CBOW Model with One-word Context

The CBOW model predicts one word by its context words (input of CBOW model) [1].

Define a vocabulary containing $V$ words as

${\mathcal V} = \{ d_1, d_2, \cdots, d_k, \cdots, d_V\}$

where $d_k$ is the $k$ -th word in the vocabulary. The training corpus ${\mathcal C}$ can be constituted by $N_a$ articles as ${\mathcal C} = \{ \textrm{article}_1, \textrm{article}_2, \cdots, \textrm{ article}_{N_a} \}$ .

Fig.1. Schematic of a word sequence and an article.

Fig.1. shows the schematic of a word sequence and an article. A word sequence is formed by concatenating the words in the vocabulary ${\mathcal V}$ . Each article is formed by concatenating $n$ word sequences.

Considering the context word being one word, the CBOW is reduced to a bigram model.

Fig.2. Data flow of CBOW model with one-word context. $\bar{x}^k$ is the one-hot encoded vector of word $d_k$ and is input to the NN for CBOW model with one-word context. $\bar{y}$ is the output of the NN. The input word vector representation $\bar{w}_k$ and output word vector representation $\bar{w}_j'$ are two kinds of word vector representations.

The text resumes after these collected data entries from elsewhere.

//! The ordered message table that flows between pipeline stages.

/// An ordered, immutable sequence of records.
///
/// Row order is fetch order. Stages never remove rows: they build a new
/// table from the previous one with [`MessageTable::map`].
#[derive(Debug, Clone, PartialEq, Eq)]
pub struct MessageTable<R> {
    rows: Vec<R>,
}

impl<R> MessageTable<R> {
    pub fn new(rows: Vec<R>) -> Self {
        Self { rows }
    }

    pub fn len(&self) -> usize {
        self.rows.len()
    }

    pub fn is_empty(&self) -> bool {
        self.rows.is_empty()
    }

    pub fn rows(&self) -> &[R] {
        &self.rows
    }

    pub fn iter(&self) -> std::slice::Iter<'_, R> {
        self.rows.iter()
    }

    /// Derive a new table row by row; length and order are preserved.
    pub fn map<B>(&self, f: impl FnMut(&R) -> B) -> MessageTable<B> {
        MessageTable {
            rows: self.rows.iter().map(f).collect(),
        }
    }
}

impl<R> Default for MessageTable<R> {
    fn default() -> Self {
        Self { rows: Vec::new() }
    }
}

impl<R> FromIterator<R> for MessageTable<R> {
    fn from_iter<I: IntoIterator<Item = R>>(iter: I) -> Self {
        Self {
            rows: iter.into_iter().collect(),
        }
    }
}

impl<'a, R> IntoIterator for &'a MessageTable<R> {
    type Item = &'a R;
    type IntoIter = std::slice::Iter<'a, R>;

    fn into_iter(self) -> Self::IntoIter {
        self.rows.iter()
    }
}
//! Stage 3: replace the combined sender with `Mail` and `Name`.

use tracing::info;

use crate::model::address::SenderIdentity;
use crate::model::record::{FinalRecord, TimedRecord};
use crate::model::table::MessageTable;

/// Split one record's sender. A missing sender gives empty `mail` and `name`.
pub fn split_record(record: &TimedRecord) -> FinalRecord {
    let identity = record
        .from
        .as_deref()
        .map(SenderIdentity::split)
        .unwrap_or_default();

    FinalRecord {
        date: record.date,
        subject: record.subject.clone(),
        time: record.time,
        hour: record.hour,
        weekday: record.weekday,
        mail: identity.address,
        name: identity.name,
    }
}

/// Split every sender in the table.
pub fn split_identities(table: &MessageTable<TimedRecord>) -> MessageTable<FinalRecord> {
    let finals = table.map(split_record);
    info!(rows = finals.len(), "Sender split done");
    finals
}
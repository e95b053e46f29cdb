//! Word counting over subject lines.

use std::collections::BTreeMap;
use std::sync::OnceLock;

use regex::Regex;

use crate::model::record::FinalRecord;
use crate::model::table::MessageTable;

use super::stopwords::StopWords;

/// Word → occurrence count. Transient: only used to draw the cloud.
#[derive(Debug, Clone, Default, PartialEq, Eq)]
pub struct WordFrequencies {
    counts: BTreeMap<String, usize>,
}

impl WordFrequencies {
    pub fn get(&self, word: &str) -> usize {
        self.counts.get(word).copied().unwrap_or(0)
    }

    /// Number of distinct words.
    pub fn len(&self) -> usize {
        self.counts.len()
    }

    pub fn is_empty(&self) -> bool {
        self.counts.is_empty()
    }

    /// Sum of all counts.
    pub fn total(&self) -> usize {
        self.counts.values().sum()
    }

    /// The `n` most frequent words, ties broken alphabetically.
    pub fn top(&self, n: usize) -> Vec<(&str, usize)> {
        let mut sorted: Vec<(&str, usize)> =
            self.counts.iter().map(|(w, &c)| (w.as_str(), c)).collect();
        sorted.sort_by(|a, b| b.1.cmp(&a.1).then_with(|| a.0.cmp(b.0)));
        sorted.truncate(n);
        sorted
    }

    pub fn iter(&self) -> impl Iterator<Item = (&str, usize)> {
        self.counts.iter().map(|(w, &c)| (w.as_str(), c))
    }
}

fn token_regex() -> &'static Regex {
    static TOKEN: OnceLock<Regex> = OnceLock::new();
    TOKEN.get_or_init(|| Regex::new(r"\w[\w']+").expect("valid token regex"))
}

/// Count words across all subjects.
///
/// Text is case-folded and split into runs of two or more word characters
/// (apostrophes allowed inside). A trailing `'s` is dropped; pure numbers
/// and stopwords are skipped.
pub fn word_frequencies<'a, I>(subjects: I, stopwords: &StopWords) -> WordFrequencies
where
    I: IntoIterator<Item = &'a str>,
{
    let text = subjects
        .into_iter()
        .collect::<Vec<_>>()
        .join(" ")
        .to_lowercase();

    let mut counts = BTreeMap::new();
    for m in token_regex().find_iter(&text) {
        let token = m.as_str();
        let token = token.strip_suffix("'s").unwrap_or(token).trim_end_matches('\'');
        if token.chars().count() < 2
            || token.chars().all(|c| c.is_numeric())
            || stopwords.contains(token)
        {
            continue;
        }
        *counts.entry(token.to_string()).or_insert(0) += 1;
    }

    WordFrequencies { counts }
}

/// Count words across the non-null subjects of a final table.
pub fn subject_frequencies(
    table: &MessageTable<FinalRecord>,
    stopwords: &StopWords,
) -> WordFrequencies {
    word_frequencies(table.iter().filter_map(|r| r.subject.as_deref()), stopwords)
}

#[cfg(test)]
mod tests {
    use super::*;

    #[test]
    fn test_stopword_only_subjects_contribute_nothing() {
        let freqs = word_frequencies(["Re: Fwd:", "RE: re: FW:", "Subject"], &StopWords::standard());
        assert!(freqs.is_empty());
    }

    #[test]
    fn test_counts_are_case_folded() {
        let freqs = word_frequencies(
            ["Invoice March", "Re: invoice April", "INVOICE overdue"],
            &StopWords::standard(),
        );
        assert_eq!(freqs.get("invoice"), 3);
        assert_eq!(freqs.get("march"), 1);
        assert_eq!(freqs.top(1), vec![("invoice", 3)]);
    }

    #[test]
    fn test_numbers_possessives_and_single_letters() {
        let freqs = word_frequencies(["Order 12345 for Anna's team x"], &StopWords::standard());
        assert_eq!(freqs.get("12345"), 0);
        assert_eq!(freqs.get("anna"), 1);
        assert_eq!(freqs.get("x"), 0);
        assert_eq!(freqs.get("order"), 1);
    }

    #[test]
    fn test_unicode_words() {
        let freqs = word_frequencies(["Réunion équipe", "réunion"], &StopWords::standard());
        assert_eq!(freqs.get("réunion"), 2);
        assert_eq!(freqs.total(), 3);
    }

    #[test]
    fn test_top_ties_alphabetical() {
        let freqs = word_frequencies(["beta alpha gamma"], &StopWords::standard());
        assert_eq!(freqs.top(2), vec![("alpha", 1), ("beta", 1)]);
    }
}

Fig.2. shows the data flow of CBOW model with one-word context.The word $d_k$ is one-hot encoded into $\bar{x}^k$ and $\bar{x}^k$ is input to the neural network (NN) for CBOW model with one-word context, expanded as

$\bar{x}^k = [x_1^k, x_2^k, \cdots, x_{k-1}^k, x_k^k, x_{k+1}^k, \cdots, x_V^k]^t \pod{\text{1}}$

where $x_n^k = 0$ for $n \neq k$ and $x_k^k = 1$ ; $t$ stands for transpose operation.

Fig.3 Schematic of one-hot encoding for $k$ -th word, $d_k \to \bar{x}^k = [x_1^k, x_2^k,\cdots, x^k_k,\cdots, x_V^k]^t=[0,\cdots, 1, \cdots, 0]^t$

Fig.3 shows the schematic of one-hot-encoding for $k$ -th word $d_k$ .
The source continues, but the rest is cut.